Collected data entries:
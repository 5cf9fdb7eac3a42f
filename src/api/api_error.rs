use crate::error::Error;
use axum::extract::rejection::QueryRejection;
use axum::http::StatusCode;
use axum::response::{IntoResponse, Response};
use axum::Json;
use serde_json::json;

pub(crate) struct APIError(anyhow::Error);

impl IntoResponse for APIError {
    fn into_response(self) -> Response {
        let any_err = self.0;
        let status = match any_err.downcast_ref::<Error>() {
            Some(Error::InvalidLetters | Error::UnknownMetric(_) | Error::BadDateRange) => {
                StatusCode::BAD_REQUEST
            }
            Some(Error::QueryExtractorRejection(rejection)) => rejection_status(rejection),
            Some(_) => StatusCode::INTERNAL_SERVER_ERROR,
            // Extractor rejections arrive wrapped directly rather than
            // through the crate error enum.
            None => match any_err.downcast_ref::<QueryRejection>() {
                Some(rejection) => rejection_status(rejection),
                None => StatusCode::INTERNAL_SERVER_ERROR,
            },
        };
        let body = Json(json!({
            "error": format!("{any_err}"),
        }));
        (status, body).into_response()
    }
}

fn rejection_status(rejection: &QueryRejection) -> StatusCode {
    match rejection {
        QueryRejection::FailedToDeserializeQueryString(_) => StatusCode::BAD_REQUEST,
        _ => StatusCode::INTERNAL_SERVER_ERROR,
    }
}

impl<E> From<E> for APIError
where
    E: Into<anyhow::Error>,
{
    fn from(err: E) -> Self {
        Self(err.into())
    }
}
use crate::cache::{DynRecordCache, FileRecordCache, InMemoryRecordCache};
use crate::error::Error;
use crate::report_store::{DynReportStore, FileReportStore};
use ipnetwork::IpNetwork;
use lazy_static::lazy_static;
use serde::Deserialize;
use serde_with::{serde_as, DurationSeconds};
use std::fs::File;
use std::io::BufReader;
use std::net::{IpAddr, SocketAddr};
use std::path::Path;
use std::str::FromStr;
use std::sync::Arc;
use std::time::Duration;
use tokio::sync::RwLock;

pub type SharedConfig = Arc<Config>;

#[serde_as]
#[derive(Deserialize, Debug, Clone)]
pub struct Config {
    /// Root of the local RSSAC002 data mirror the
    /// [`FileReportStore`] reads from.
    pub data_root: String,
    /// Where the record cache persists its JSON state. When unset the cache
    /// is memory-only and cold on every start.
    pub cache_state_path: Option<String>,
    pub api_bind_addr: SocketAddr,
    #[serde_as(as = "DurationSeconds<u64>")]
    pub api_timeout: Duration,
    /// Upper bound on the number of days one query may span.
    #[serde(default = "default_max_span_days")]
    pub max_span_days: i64,
}

fn default_max_span_days() -> i64 {
    366
}

lazy_static! {
    // NOTE(XXX): Once the "ip" feature has stabilized we can use Ipv6Addr.is_unique_local[0].
    //            Presently this feature is unstable so we home-roll. See also RFC 4193[1].
    // [0]: https://doc.rust-lang.org/std/net/struct.Ipv6Addr.html#method.is_unique_local
    // [1]: https://www.rfc-editor.org/rfc/rfc4193.html
    static ref IPV6_UNIQUE_LOCAL_NETWORK: IpNetwork = IpNetwork::from_str("fc00::/7").unwrap();
}

impl Config {
    /// Load a [`Config`] from the JSON file at the given path.
    ///
    /// # Errors
    ///
    /// Returns [`Error::IO`] or [`Error::InvalidJSON`] when the file can't
    /// be read or parsed, and [`Error::InsecureAPIBind`] when the configured
    /// API bind address is neither loopback nor private.
    pub fn try_from_file(p: impl AsRef<Path>) -> Result<Self, Error> {
        let f = File::open(p)?;
        let reader = BufReader::new(f);
        let conf: Config = serde_json::from_reader(reader)?;
        conf.bind_addr_is_secure()?;
        Ok(conf)
    }

    /// The report store reading from [`Config::data_root`].
    #[must_use]
    pub fn report_store(&self) -> DynReportStore {
        Arc::new(FileReportStore::new(self.data_root.clone()))
    }

    /// The record cache: file-backed when [`Config::cache_state_path`] is
    /// set, memory-only otherwise.
    ///
    /// # Errors
    ///
    /// Returns [`Error::IO`] or [`Error::InvalidJSON`] when an existing
    /// cache state file can't be loaded.
    pub async fn record_cache(&self) -> Result<DynRecordCache, Error> {
        Ok(match &self.cache_state_path {
            Some(path) => Arc::new(RwLock::new(FileRecordCache::try_from_file(path).await?)),
            None => Arc::new(RwLock::new(InMemoryRecordCache::default())),
        })
    }

    fn bind_addr_is_secure(&self) -> Result<(), Error> {
        match self.api_bind_addr {
            SocketAddr::V4(v4_addr) => {
                let ip = v4_addr.ip();
                if !ip.is_loopback() && !ip.is_private() {
                    return Err(Error::InsecureAPIBind(IpAddr::V4(*ip)));
                }
                Ok(())
            }
            SocketAddr::V6(v6_addr) => {
                let ip = v6_addr.ip();
                if !ip.is_loopback() && !IPV6_UNIQUE_LOCAL_NETWORK.contains(IpAddr::V6(*ip)) {
                    return Err(Error::InsecureAPIBind(IpAddr::V6(*ip)));
                }
                Ok(())
            }
        }
    }
}

#[cfg(test)]
mod tests {
    use super::*;

    fn config(bind: &str) -> Config {
        Config {
            data_root: "/var/lib/rootstat/data".to_string(),
            cache_state_path: None,
            api_bind_addr: bind.parse().unwrap(),
            api_timeout: Duration::from_secs(5),
            max_span_days: default_max_span_days(),
        }
    }

    #[test]
    fn loopback_and_private_binds_are_accepted() {
        for bind in ["127.0.0.1:3000", "10.0.0.7:3000", "[::1]:3000"] {
            assert!(config(bind).bind_addr_is_secure().is_ok(), "{bind}");
        }
    }

    #[test]
    fn public_binds_are_rejected() {
        for bind in ["198.51.100.4:3000", "[2001:db8::1]:3000"] {
            assert!(matches!(
                config(bind).bind_addr_is_secure(),
                Err(Error::InsecureAPIBind(_))
            ));
        }
    }
}
// Copyright 2026 Cascade Analytics. All rights reserved.
// Newsfeed Diffusion Simulation Suite ("Cascade") - Stop Conditions

use crate::types::StopReason;

/// Hard cap on rounds per run. Reaching it is a designed terminal state, not
/// an error.
pub const MAX_ROUNDS: u32 = 100;

/// Evaluate the terminal conditions for the round just completed, in priority
/// order: views limit, then no progress, then the round cap. First match wins.
pub fn evaluate(
    total_seen: usize,
    views_limit: usize,
    total_clicked: usize,
    clicked_prev: usize,
    round: u32,
) -> Option<StopReason> {
    if total_seen >= views_limit {
        Some(StopReason::ViewsUpperLimit)
    } else if total_clicked == clicked_prev {
        Some(StopReason::NoProgress)
    } else if round >= MAX_ROUNDS {
        Some(StopReason::IterationUpperLimit)
    } else {
        None
    }
}
// Copyright 2026 Cascade Analytics. All rights reserved.
// Newsfeed Diffusion Simulation Suite ("Cascade") - Neighbor Classifier

use std::collections::HashSet;

use crate::error::SimError;
use crate::graph::SocialGraph;
use crate::types::NodeId;

/// A clicker's candidate pools, partitioned by connection strength. All three
/// pools exclude nodes that have already seen the item, so any node drawn
/// from them transitions `seen` false→true exactly once.
#[derive(Debug, Clone, PartialEq, Eq)]
pub struct NeighborPools {
    /// Unseen neighbors with edge strength strictly above the threshold.
    pub strong: Vec<NodeId>,
    /// Unseen neighbors at or below the threshold.
    pub weak: Vec<NodeId>,
    /// Unseen non-neighbors (the random pool).
    pub other: Vec<NodeId>,
}

/// Partition the graph around `node` by the strong/weak threshold. Pool
/// contents follow the graph store's stable order; any shuffling is the
/// selector's job.
pub fn classify(
    graph: &SocialGraph,
    node: NodeId,
    threshold: f64,
) -> Result<NeighborPools, SimError> {
    let mut strong = Vec::new();
    let mut weak = Vec::new();

    let neighbor_set: HashSet<NodeId> = graph.neighbors(node).iter().copied().collect();
    for &nbr in graph.neighbors(node) {
        if graph.state(nbr).seen {
            continue;
        }
        if graph.edge_strength(node, nbr)? > threshold {
            strong.push(nbr);
        } else {
            weak.push(nbr);
        }
    }

    let other: Vec<NodeId> = graph
        .all_nodes()
        .iter()
        .copied()
        .filter(|&n| n != node && !neighbor_set.contains(&n) && !graph.state(n).seen)
        .collect();

    Ok(NeighborPools { strong, weak, other })
}

// ─── Tests ───────────────────────────────────────────────────────────────────
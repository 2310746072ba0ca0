// Copyright 2026 Cascade Analytics. All rights reserved.
// Newsfeed Diffusion Simulation Suite ("Cascade") - Type Definitions

use serde::{Serialize, Deserialize};

/// Node identifier. Ids are arbitrary (need not be dense); uniqueness is the
/// caller's responsibility when building the graph.
pub type NodeId = u32;

// ─── Probability Mode ────────────────────────────────────────────────────────

#[derive(Debug, Clone, Copy, Serialize, Deserialize, PartialEq, Eq)]
pub enum ProbabilityMode {
    /// p' = p + strength * 0.1
    Standard,
    /// p' = p + strength * 0.05 + source_degree * 0.15
    Influencer,
}

impl Default for ProbabilityMode {
    fn default() -> Self { ProbabilityMode::Standard }
}

// ─── Feed Composition ────────────────────────────────────────────────────────

/// How many strong vs. weak connections are targeted per exposure event.
/// Shortfalls spill into adjacent pools during selection.
#[derive(Debug, Clone, Copy, Serialize, Deserialize, PartialEq, Eq)]
pub struct Composition {
    pub strong: usize,
    pub weak: usize,
}

impl Composition {
    pub fn new(strong: usize, weak: usize) -> Self {
        Self { strong, weak }
    }

    /// Total feed size implied by the two quotas.
    pub fn feed_size(&self) -> usize {
        self.strong + self.weak
    }
}

// ─── Views Limit ─────────────────────────────────────────────────────────────

/// Upper bound on total ad views, either absolute or derived from graph size.
#[derive(Debug, Clone, Copy, Serialize, Deserialize, PartialEq)]
pub enum ViewsLimit {
    Fixed(usize),
    /// Fraction of the node count, rounded down.
    NodeFraction(f64),
}

impl ViewsLimit {
    pub fn resolve(&self, node_count: usize) -> usize {
        match *self {
            ViewsLimit::Fixed(n) => n,
            ViewsLimit::NodeFraction(f) => (node_count as f64 * f) as usize,
        }
    }
}

impl Default for ViewsLimit {
    fn default() -> Self { ViewsLimit::NodeFraction(0.975) }
}

// ─── SimConfig ───────────────────────────────────────────────────────────────

/// Per-run configuration. One value per run; never process-wide state.
#[derive(Debug, Clone, Serialize, Deserialize)]
pub struct SimConfig {
    pub composition: Composition,
    /// Strong/weak edge-strength threshold (strictly greater is strong).
    pub threshold: f64,
    /// Number of generator nodes forced seen+clicked at round 0.
    pub seed_count: usize,
    pub mode: ProbabilityMode,
    pub views_limit: ViewsLimit,
    /// PRNG seed; identical seed + inputs reproduce the run exactly.
    pub rng_seed: u64,
}

// ─── NodeState ───────────────────────────────────────────────────────────────

/// Mutable per-node simulation state. `seen`/`clicked` are monotonic over the
/// whole run; the `*_last` flags are scoped to the round just completed.
#[derive(Debug, Clone, Serialize, Deserialize)]
pub struct NodeState {
    pub probability: f64,
    pub seen: bool,
    pub clicked: bool,
    pub seen_last: bool,
    pub clicked_last: bool,
}

impl NodeState {
    pub fn new(probability: f64) -> Self {
        Self {
            probability,
            seen: false,
            clicked: false,
            seen_last: false,
            clicked_last: false,
        }
    }
}

impl Default for NodeState {
    fn default() -> Self { Self::new(0.0) }
}

// ─── StopReason ──────────────────────────────────────────────────────────────

#[derive(Debug, Clone, Copy, Serialize, Deserialize, PartialEq, Eq, Hash)]
pub enum StopReason {
    ViewsUpperLimit,
    NoProgress,
    IterationUpperLimit,
}

impl StopReason {
    pub fn as_str(&self) -> &'static str {
        match self {
            Self::ViewsUpperLimit => "views upper limit",
            Self::NoProgress => "no progress",
            Self::IterationUpperLimit => "iteration upper limit",
        }
    }
}

impl std::fmt::Display for StopReason {
    fn fmt(&self, f: &mut std::fmt::Formatter<'_>) -> std::fmt::Result {
        f.write_str(self.as_str())
    }
}

// ─── RunPhase ────────────────────────────────────────────────────────────────

/// Run state machine: Seeded → Running → Stopped(reason).
#[derive(Debug, Clone, Copy, Serialize, PartialEq, Eq)]
pub enum RunPhase {
    Seeded,
    Running,
    Stopped(StopReason),
}

// ─── RoundResult ─────────────────────────────────────────────────────────────

/// Snapshot produced by one round of the diffusion engine.
#[derive(Debug, Clone, Serialize)]
pub struct RoundResult {
    pub round: u32,
    /// Nodes that clicked during the previous round and drove this one.
    pub clickers: usize,
    /// Nodes newly shown the item this round.
    pub exposed: usize,
    /// Nodes that clicked this round.
    pub new_clicks: usize,
    pub total_seen: usize,
    pub total_clicked: usize,
    pub stopped: Option<StopReason>,
}

// ─── RunResult ───────────────────────────────────────────────────────────────

/// Final per-run output record.
#[derive(Debug, Clone, Serialize, Deserialize, PartialEq, Eq)]
pub struct RunResult {
    pub rounds: u32,
    pub clicked: usize,
    pub seen: usize,
    pub stop_reason: StopReason,
}

#[cfg(test)]
mod tests {
    use super::*;

    #[test]
    fn test_feed_size() {
        assert_eq!(Composition::new(3, 2).feed_size(), 5);
        assert_eq!(Composition::new(0, 0).feed_size(), 0);
    }

    #[test]
    fn test_views_limit_resolution() {
        assert_eq!(ViewsLimit::Fixed(4000).resolve(4039), 4000);
        assert_eq!(ViewsLimit::NodeFraction(0.975).resolve(1000), 975);
        assert_eq!(ViewsLimit::NodeFraction(0.5).resolve(0), 0);
    }

    #[test]
    fn test_stop_reason_labels() {
        assert_eq!(StopReason::ViewsUpperLimit.as_str(), "views upper limit");
        assert_eq!(StopReason::NoProgress.as_str(), "no progress");
        assert_eq!(StopReason::IterationUpperLimit.as_str(), "iteration upper limit");
    }
}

▶ Exercise goal: Lines to set down from above: the line with "fn default_max_span_days() ->", the line with "the file can't", and every line between, each exactly as written.

▶ Result of the task:
fn default_max_span_days() -> i64 {
    366
}

lazy_static! {
    // NOTE(XXX): Once the "ip" feature has stabilized we can use Ipv6Addr.is_unique_local[0].
    //            Presently this feature is unstable so we home-roll. See also RFC 4193[1].
    // [0]: https://doc.rust-lang.org/std/net/struct.Ipv6Addr.html#method.is_unique_local
    // [1]: https://www.rfc-editor.org/rfc/rfc4193.html
    static ref IPV6_UNIQUE_LOCAL_NETWORK: IpNetwork = IpNetwork::from_str("fc00::/7").unwrap();
}

impl Config {
    /// Load a [`Config`] from the JSON file at the given path.
    ///
    /// # Errors
    ///
    /// Returns [`Error::IO`] or [`Error::InvalidJSON`] when the file can't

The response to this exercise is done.